06 May 2012

The Flasher

Adam Peterson's The Flasher (Springgun Press, 2012) is a series of sixty prose vignettes (and the occasional diagram) that documents the life of a character named “the flasher.” Given the title of the collection, as well as the protagonist's name, one would expect the book to detail the exhibitionist exploits of a man who exposes himself in public; but that is hardly the case. In fact, not until the final page of The Flasher does the flasher flash:
First, it's the belt of his trench coat dangling down to tickle his knee. Then it's his hat. After that, it's his sunglasses. The daylight blinds him. He can no longer see her, but she can see the whole of him. He counts to one instant then closes his coat, his eyes. His mouth is still open. And open. And open. (60)
While this lone scene may be the “one instant” of premeditated, public exposure (once, the flasher accidentally exposes himself, and twice he is nude), it reveals to us the main character's desire to connect with another human being, literally opening himself to an other in hope of forming an intimate bond through undressing.

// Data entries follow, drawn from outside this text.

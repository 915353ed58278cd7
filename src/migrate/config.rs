//! YAML configuration for the migrate command.
//!
//! Supports script-level settings and per-source table overrides.

use anyhow::Context;
use serde::{Deserialize, Serialize};
use std::collections::HashMap;
use std::fs;
use std::path::Path;

/// Default database name used in script headers
pub const DEFAULT_DATABASE_NAME: &str = "migrated_data";

/// Per-source configuration override
#[derive(Debug, Clone, Default, Serialize, Deserialize)]
#[serde(default)]
pub struct SourceOverride {
    /// Table to load this CSV into (defaults to the file stem)
    pub target: Option<String>,
    /// Skip this source entirely
    pub skip: bool,
}

/// Complete YAML configuration for migrate command
#[derive(Debug, Clone, Default, Serialize, Deserialize)]
#[serde(default)]
pub struct MigrateYamlConfig {
    /// Target database name (informational, written to the script header)
    pub database_name: Option<String>,
    /// Drop existing tables before creating them
    pub drop_existing: Option<bool>,
    /// Wrap the script in BEGIN/COMMIT
    pub transaction: Option<bool>,
    /// Rows per INSERT statement
    pub batch_size: Option<usize>,
    /// Per-source overrides, keyed by CSV name
    #[serde(default)]
    pub tables: HashMap<String, SourceOverride>,
}

impl MigrateYamlConfig {
    /// Load configuration from a YAML file
    pub fn load(path: &Path) -> anyhow::Result<Self> {
        let content = fs::read_to_string(path)
            .with_context(|| format!("failed to read config file {}", path.display()))?;
        let config: MigrateYamlConfig = serde_yaml_ng::from_str(&content)
            .with_context(|| format!("invalid config file {}", path.display()))?;
        Ok(config)
    }
}

/// Effective migration settings after merging YAML and CLI flags
#[derive(Debug, Clone)]
pub struct MigrateConfig {
    pub database_name: String,
    pub drop_existing: bool,
    pub transaction: bool,
    pub batch_size: usize,
    pub tables: HashMap<String, SourceOverride>,
}

impl Default for MigrateConfig {
    fn default() -> Self {
        Self {
            database_name: DEFAULT_DATABASE_NAME.to_string(),
            drop_existing: true,
            transaction: true,
            batch_size: 1,
            tables: HashMap::new(),
        }
    }
}

impl MigrateConfig {
    /// Build settings from an optional YAML config, falling back to defaults
    pub fn from_yaml(yaml: Option<MigrateYamlConfig>) -> Self {
        let defaults = Self::default();
        let Some(yaml) = yaml else {
            return defaults;
        };

        Self {
            database_name: yaml.database_name.unwrap_or(defaults.database_name),
            drop_existing: yaml.drop_existing.unwrap_or(defaults.drop_existing),
            transaction: yaml.transaction.unwrap_or(defaults.transaction),
            batch_size: yaml.batch_size.unwrap_or(defaults.batch_size).max(1),
            tables: yaml.tables,
        }
    }

    /// Get override for a specific source (case-insensitive)
    pub fn get_override(&self, source_name: &str) -> Option<&SourceOverride> {
        self.tables.get(source_name).or_else(|| {
            self.tables
                .iter()
                .find(|(k, _)| k.eq_ignore_ascii_case(source_name))
                .map(|(_, v)| v)
        })
    }

    /// Check if a source should be skipped
    pub fn should_skip(&self, source_name: &str) -> bool {
        self.get_override(source_name)
            .map(|o| o.skip)
            .unwrap_or(false)
    }

    /// Table name a source should be loaded into
    pub fn target_table<'a>(&'a self, source_name: &'a str) -> &'a str {
        self.get_override(source_name)
            .and_then(|o| o.target.as_deref())
            .unwrap_or(source_name)
    }
}
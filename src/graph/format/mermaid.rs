//! Mermaid erDiagram format output.

use crate::graph::view::{GraphView, MANY_TO_ONE};

/// Generate Mermaid erDiagram from a graph view
pub fn to_mermaid(view: &GraphView) -> String {
    let mut output = String::new();

    output.push_str("erDiagram\n");

    for table in &view.tables {
        let safe_name = escape_mermaid_id(&table.name);
        output.push_str(&format!("    {} {{\n", safe_name));

        for col in &table.columns {
            let key_marker = match (col.is_primary_key, col.is_foreign_key) {
                (true, true) => "PK, FK",
                (true, false) => "PK",
                (false, true) => "FK",
                (false, false) => "",
            };

            let col_type = escape_mermaid_type(&col.col_type);
            let col_name = escape_mermaid_id(&col.name);

            if key_marker.is_empty() {
                output.push_str(&format!("        {} {}\n", col_type, col_name));
            } else {
                output.push_str(&format!(
                    "        {} {} {}\n",
                    col_type, col_name, key_marker
                ));
            }
        }

        output.push_str("    }\n");
    }

    if !view.edges.is_empty() {
        output.push('\n');
    }

    for edge in &view.edges {
        let from = escape_mermaid_id(&edge.from_table);
        let to = escape_mermaid_id(&edge.to_table);

        output.push_str(&format!(
            "    {} {} {} : \"{}\"\n",
            from,
            MANY_TO_ONE,
            to,
            edge.from_column.replace('"', "'")
        ));
    }

    output
}

/// Escape a string for use as a Mermaid entity or attribute name
fn escape_mermaid_id(s: &str) -> String {
    s.chars()
        .map(|c| {
            if c.is_alphanumeric() || c == '_' {
                c
            } else {
                '_'
            }
        })
        .collect()
}

/// Escape a type string for Mermaid (no spaces, no parameters)
fn escape_mermaid_type(s: &str) -> String {
    let base = match s.find('(') {
        Some(paren_pos) => &s[..paren_pos],
        None => s,
    };
    base.trim()
        .chars()
        .map(|c| {
            if c.is_alphanumeric() || c == '_' {
                c
            } else {
                '_'
            }
        })
        .collect()
}

#[cfg(test)]
mod tests {
    use super::*;
    use crate::graph::view::tests::create_test_view;
    use crate::schema::parse_ddl;

    #[test]
    fn test_mermaid_er_diagram() {
        let view = create_test_view();
        let output = to_mermaid(&view);

        assert!(output.starts_with("erDiagram\n"));
        assert!(output.contains("users {"));
        assert!(output.contains("orders {"));
        assert!(output.find("users {").unwrap() < output.find("orders {").unwrap());
    }

    #[test]
    fn test_mermaid_columns() {
        let view = create_test_view();
        let output = to_mermaid(&view);

        assert!(output.contains("SERIAL id PK"));
        assert!(output.contains("INTEGER user_id FK"));
        assert!(output.contains("VARCHAR email\n"));
        assert!(output.contains("DECIMAL total\n"));
    }

    #[test]
    fn test_mermaid_relationships() {
        let view = create_test_view();
        let output = to_mermaid(&view);

        assert!(output.contains("orders }o--|| users : \"user_id\""));
    }

    #[test]
    fn test_mermaid_escapes_spaced_names() {
        let tables = parse_ddl(r#"CREATE TABLE "survey" ("PHQ TOTAL " INTEGER, "10/1 UCLA" DOUBLE PRECISION);"#);
        let output = to_mermaid(&GraphView::from_tables(&tables));

        assert!(output.contains("INTEGER PHQ_TOTAL_"));
        assert!(output.contains("DOUBLE_PRECISION 10_1_UCLA"));
    }
}
//! Flat relationship list derived from foreign-key columns.

use super::Table;
use schemars::JsonSchema;
use serde::Serialize;

/// Column the relationship summary assumes every foreign key points at
pub const ASSUMED_TARGET_COLUMN: &str = "id";

/// A foreign-key edge between two tables
#[derive(Debug, Clone, PartialEq, Eq, Serialize, JsonSchema)]
pub struct Relationship {
    /// Table holding the foreign-key column
    pub from_table: String,
    /// Foreign-key column
    pub from_column: String,
    /// Referenced table (may not exist among the parsed tables)
    pub to_table: String,
    /// Referenced column, always [`ASSUMED_TARGET_COLUMN`]
    pub to_column: String,
}

/// Emit one relationship per foreign-key column with a non-empty target.
///
/// The referenced column is not tracked by the parser, so every edge points
/// at `id`. No deduplication and no check that the target exists.
pub fn derive_relationships(tables: &[Table]) -> Vec<Relationship> {
    tables
        .iter()
        .flat_map(|table| {
            table.columns.iter().filter_map(move |col| {
                let target = col.references.as_deref().filter(|t| !t.is_empty())?;
                if !col.is_foreign_key {
                    return None;
                }
                Some(Relationship {
                    from_table: table.name.clone(),
                    from_column: col.name.clone(),
                    to_table: target.to_string(),
                    to_column: ASSUMED_TARGET_COLUMN.to_string(),
                })
            })
        })
        .collect()
}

Intimately connecting with an other in a world in which we are “intractably alone” (8), then, is the overarching theme of Peterson's book. Throughout The Flasher, readers encounter scenes wherein connections are not made. Take, for instance, the following excerpt from “The flasher moves into a dollhouse”:
He tries to explain what has gone wrong to the blonde girl sitting next to him, but she cannot be bothered. No one is hungry. No one says welcome home. (10)
Yes, scenes like the above occur often in The Flasher and present us with a portrait of a man who “sings [his] song alone” (17). While the flasher attempts to form a relationship with the girl who works at the muffin store throughout the course of the collection, the two never develop a meaningful rapport. In fact, the only person who appears to understand the flasher, at least somewhat, is his mother:
He chooses Julius. Because even though he's never wanted to be a Julius, he's always wanted to be someone who was once Julius but became Frank. But Frank doesn't work either, so he's Billy and Ernie and Debra before he settles on Clyde, but she keeps calling him the same thing when she hands him his muffin. He hasn't told her, he hasn't told anyone. Somehow his mother knows. She calls to say, O, Clyde, how did we grow so far apart? (14)
Regardless of how many times the flasher changes his name, his mother still knows what to call him; but even she acknowledges that they have grown “so far apart.” When she finally succumbs to “sky cancer” (42), his world becomes “grey and cold and confused” (12) and lonely: a place from which he has “disappeared years ago” (24).

Desperate loneliness, though, is not a condition unique to the flasher; he's just one of the few to realize its pervasiveness. In “The flasher gives up the ghost,” Peterson presents us with a scene where “the girl and the ghost go off...skipping into the sunset hand-in-hand, not stopping to look into the other hand” (32) to know that it's empty.

Ultimately, the world of The Flasher is a world vacant of love, in which people say the words “I love you” only as “accidents” and “don't mean anything to the person saying them” (51). Yes, in this world, life is “a punishment considering [how] rarely” its inhabitants are “happy” (44). So foreign is the concept of love that, when the flasher tries to draw a heart, he can only muster a series of seemingly random symbols:

◦ (58)
How, then, should the flasher live his life; how, then, should we live our lives in a world crushingly devoid of understanding, intimacy, and love? The answer, it would seem, is to remain “open. And open. And open” in hope that one day we can foster a connection with someone else and share our most naked, exposed, and vulnerable instants.